Fue en Belén al amanecer. La estrella acababa de desaparecer, el último peregrino había salido del establo, la Virgen había acomodado la paja, el niño finalmente se iba a dormir. ¿Pero dormimos en Nochebuena…? La puerta se abrió, empujada, se diría, por un soplo más que por una mano y una mujer apareció en el umbral, cubierta de trapos, tan viejos y tan arrugada que en su rostro color tierra su boca parecía ser solo otra arruga.
Cuando la vio, María se asustó, como si hubiera sido un hada mala la que entraba. ¡Afortunadamente Jesús dormía! El burro y el buey masticaban su paja tranquilamente y vieron a la extraña avanzar sin asombro, como si la conocieran desde siempre. La Virgen no le quitaba los ojos de encima. Cada paso que daba le parecía un siglo. La anciana continuó avanzando, ahora estaba junto al pesebre. Gracias a Dios, Jesús todavía seguía dormido. ¿Pero dormimos la víspera de Navidad…?

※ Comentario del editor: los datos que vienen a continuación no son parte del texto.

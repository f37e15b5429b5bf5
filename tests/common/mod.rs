#![allow(dead_code)]

use std::collections::VecDeque;
use std::sync::{Arc, Mutex};

use axum::{
    body::Body,
    http::{Method, Request, StatusCode},
    response::Response,
    Router,
};
use http_body_util::BodyExt;
use rust_decimal::Decimal;
use serde_json::{json, Value};
use storefront_api::{
    app_router,
    auth::ADMIN_ROLE,
    config::AppConfig,
    db,
    services::{
        order_numbers::{OrderNumberGenerator, RandomOrderNumbers},
        orders::OrderService,
    },
    AppState,
};
use tempfile::TempDir;
use tower::ServiceExt;
use uuid::Uuid;

pub const TEST_JWT_SECRET: &str =
    "k7Qw2Zr9Lm4Xp8Vt1Ns6Hd3Jf0Gb5Yc7Ue2Ri9Oa4Sq8Wl1Tm6Pn3Kz0Xv5By7Cj2";

/// Hands out a fixed list of candidates, repeating the last one when exhausted.
pub struct ScriptedOrderNumbers {
    candidates: Mutex<VecDeque<String>>,
    last: Mutex<String>,
}

impl ScriptedOrderNumbers {
    pub fn new(candidates: &[&str]) -> Self {
        Self {
            candidates: Mutex::new(candidates.iter().map(|c| c.to_string()).collect()),
            last: Mutex::new(candidates.last().map(|c| c.to_string()).unwrap_or_default()),
        }
    }
}

impl OrderNumberGenerator for ScriptedOrderNumbers {
    fn next_candidate(&self) -> String {
        match self.candidates.lock().unwrap().pop_front() {
            Some(next) => {
                *self.last.lock().unwrap() = next.clone();
                next
            }
            None => self.last.lock().unwrap().clone(),
        }
    }
}

/// Router backed by a throwaway SQLite file with the schema migrated.
pub struct TestApp {
    router: Router,
    pub state: AppState,
    pub customer_id: Uuid,
    customer_token: String,
    admin_token: String,
    _db_dir: TempDir,
}

impl TestApp {
    pub async fn new() -> Self {
        Self::build(|_| {}, Arc::new(RandomOrderNumbers)).await
    }

    pub async fn with_config(tweak: impl FnOnce(&mut AppConfig)) -> Self {
        Self::build(tweak, Arc::new(RandomOrderNumbers)).await
    }

    pub async fn with_order_numbers(generator: Arc<dyn OrderNumberGenerator>) -> Self {
        Self::build(|_| {}, generator).await
    }

    async fn build(
        tweak: impl FnOnce(&mut AppConfig),
        order_numbers: Arc<dyn OrderNumberGenerator>,
    ) -> Self {
        let db_dir = tempfile::tempdir().expect("create temp dir");
        let db_path = db_dir.path().join("storefront_test.db");

        let mut cfg = AppConfig::new(
            format!("sqlite://{}?mode=rwc", db_path.display()),
            TEST_JWT_SECRET.to_string(),
            "127.0.0.1".to_string(),
            18_080,
            "test".to_string(),
        );
        cfg.cors_allow_any_origin = true;
        // One connection keeps SQLite writers from tripping over each other.
        cfg.db_max_connections = 1;
        cfg.db_min_connections = 1;
        tweak(&mut cfg);

        let pool = db::establish_connection_from_app_config(&cfg)
            .await
            .expect("failed to create test database");
        db::run_migrations(&pool)
            .await
            .expect("failed to run migrations in tests");

        let mut state = AppState::new(Arc::new(pool), cfg);
        let orders = OrderService::new(state.db.clone(), state.config.tax_policy())
            .with_order_numbers(order_numbers);
        state.services = state.services.clone().with_order_service(orders);

        let customer_id = Uuid::new_v4();
        let customer_token = state
            .auth
            .issue_token(customer_id, &["customer"])
            .expect("issue customer token");
        let admin_token = state
            .auth
            .issue_token(Uuid::new_v4(), &[ADMIN_ROLE])
            .expect("issue admin token");

        Self {
            router: app_router(state.clone()),
            state,
            customer_id,
            customer_token,
            admin_token,
            _db_dir: db_dir,
        }
    }

    pub fn customer_token(&self) -> &str {
        &self.customer_token
    }

    pub fn admin_token(&self) -> &str {
        &self.admin_token
    }

    /// Token for a fresh non-admin user.
    pub fn other_customer_token(&self) -> String {
        self.state
            .auth
            .issue_token(Uuid::new_v4(), &["customer"])
            .expect("issue token")
    }

    /// Send a request against the router with an optional bearer token.
    pub async fn request(
        &self,
        method: Method,
        uri: &str,
        body: Option<Value>,
        token: Option<&str>,
    ) -> Response {
        let mut builder = Request::builder().method(method).uri(uri);

        if let Some(tok) = token {
            builder = builder.header("authorization", format!("Bearer {}", tok));
        }

        let body = if let Some(json) = body {
            builder = builder.header("content-type", "application/json");
            Body::from(serde_json::to_vec(&json).expect("failed to serialize json request body"))
        } else {
            Body::empty()
        };

        let request = builder.body(body).expect("failed to build request");
        self.router
            .clone()
            .oneshot(request)
            .await
            .expect("router error during test request")
    }

    pub async fn as_customer(&self, method: Method, uri: &str, body: Option<Value>) -> Response {
        self.request(method, uri, body, Some(self.customer_token()))
            .await
    }

    pub async fn as_admin(&self, method: Method, uri: &str, body: Option<Value>) -> Response {
        self.request(method, uri, body, Some(self.admin_token())).await
    }

    /// Creates a coupon through the admin API and returns its JSON.
    pub async fn seed_coupon(&self, coupon: Value) -> Value {
        let response = self
            .as_admin(Method::POST, "/api/admin/coupons", Some(coupon))
            .await;
        assert_eq!(response.status(), StatusCode::CREATED);
        body_json(response).await
    }
}

pub async fn body_json(response: Response) -> Value {
    let bytes = response
        .into_body()
        .collect()
        .await
        .expect("read response body")
        .to_bytes();
    serde_json::from_slice(&bytes).expect("response body is JSON")
}

/// Reads a money field that may be rendered as a string or a number.
pub fn money(value: &Value) -> Decimal {
    match value {
        Value::String(s) => s.parse().expect("decimal string"),
        Value::Number(n) => n.to_string().parse().expect("decimal number"),
        other => panic!("not a money value: {other}"),
    }
}

pub fn shipping_address() -> Value {
    json!({
        "fullName": "Ada Lovelace",
        "addressLine1": "12 St James's Square",
        "city": "London",
        "state": "LDN",
        "postalCode": "SW1Y 4JH",
        "country": "GB"
    })
}

/// Two lines, three units, summing to 120.00.
pub fn cart_items() -> Value {
    json!([
        {"productId": "sku-lamp", "productName": "Desk Lamp", "quantity": 2, "price": "35.00"},
        {"productId": "sku-mug", "productName": "Mug", "quantity": 1, "price": "50.00",
            "options": {"color": "teal"}}
    ])
}

/// The `SAVE10` coupon: 10 off orders of 50 or more.
pub fn save10() -> Value {
    json!({
        "code": "SAVE10",
        "discountType": "fixed",
        "discountValue": "10",
        "minPurchaseAmount": "50",
        "isActive": true
    })
}

pub fn order_submission(total: &str, coupon: Option<(&str, &str)>) -> Value {
    let mut body = json!({
        "shippingAddress": shipping_address(),
        "shippingMethod": "standard",
        "paymentMethod": {"type": "credit_card", "last4": "4242", "expiry": "12/29"},
        "subtotal": "120.00",
        "shippingCost": "0.00",
        "tax": "0.00",
        "total": total,
        "items": cart_items()
    });
    if let Some((code, discount)) = coupon {
        body["couponCode"] = json!(code);
        body["discountAmount"] = json!(discount);
    }
    body
}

De repente, Él abrió los ojos y su madre se sorprendió al ver que los ojos de la mujer y los de su hijo eran exactamente iguales y brillaban con la misma esperanza. La anciana se inclinó sobre la paja, mientras con la mano buscaba en el desorden de sus harapos algo que parecía tardar siglos en encontrar. María seguía mirándola con la misma ansiedad. Las bestias también la miraron, pero siempre sin sorpresa, como si supieran de antemano lo que sucedería. Finalmente, al cabo de un largo momento, la anciana sacó de su ropa un objeto escondido en su mano y se lo entregó al niño. Después de todos los tesoros de los Reyes Magos y las ofrendas de los pastores, ¿qué era este regalo? Desde donde estaba, María no podía verlo. Solo veía su espalda doblada por la edad, que se doblaba aún más, al inclinarse sobre la cuna. Pero el burro y el buey que la veían, sin embargo no se sorprendieron. La escena duró todavía mucho tiempo.
Luego la anciana se levantó, como aligerada por el peso que la empujaba al suelo. Sus hombros ya no estaban encorvados, su cabeza casi tocaba el rastrojo, su rostro recuperó milagrosamente su juventud. Y cuando se alejó de la cuna para regresar a la puerta y desaparecer en la noche de la que había venido, María finalmente pudo ver cuál era su misterioso regalo. Eva —porque era ella— acababa de darle al niño una pequeña manzana, la manzana del primer pecado (¡y tantos otros que siguieron!). Y la pequeña manzana roja brilló en las manos del recién nacido como el globo del nuevo mundo que acababa de nacer con él.
Jérôme y Jean Tharaud
Pasaje de Les contes de la Vierge (Los cuentos de la Virgen), Plon, 1940 (en francés).